━━━━━ DATA PROVIDED ━━━━━
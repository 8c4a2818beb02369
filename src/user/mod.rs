/*!
 * 账号相关逻辑的封装，负责身份解析与注册登录的数据类型
*/

mod user_auth;
mod user_data;

pub use user_auth::*;
pub use user_data::*;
━━━━━
**WORK TO BE COMPLETED**: Nothing in the records may change; output all of them exactly.

**YOUR SOLUTION**:
repository 8c4a2818beb02369
filename src/user/mod.rs
/*!
 * 账号相关逻辑的封装，负责身份解析与注册登录的数据类型
*/

mod user_auth;
mod user_data;

pub use user_auth::*;
pub use user_data::*;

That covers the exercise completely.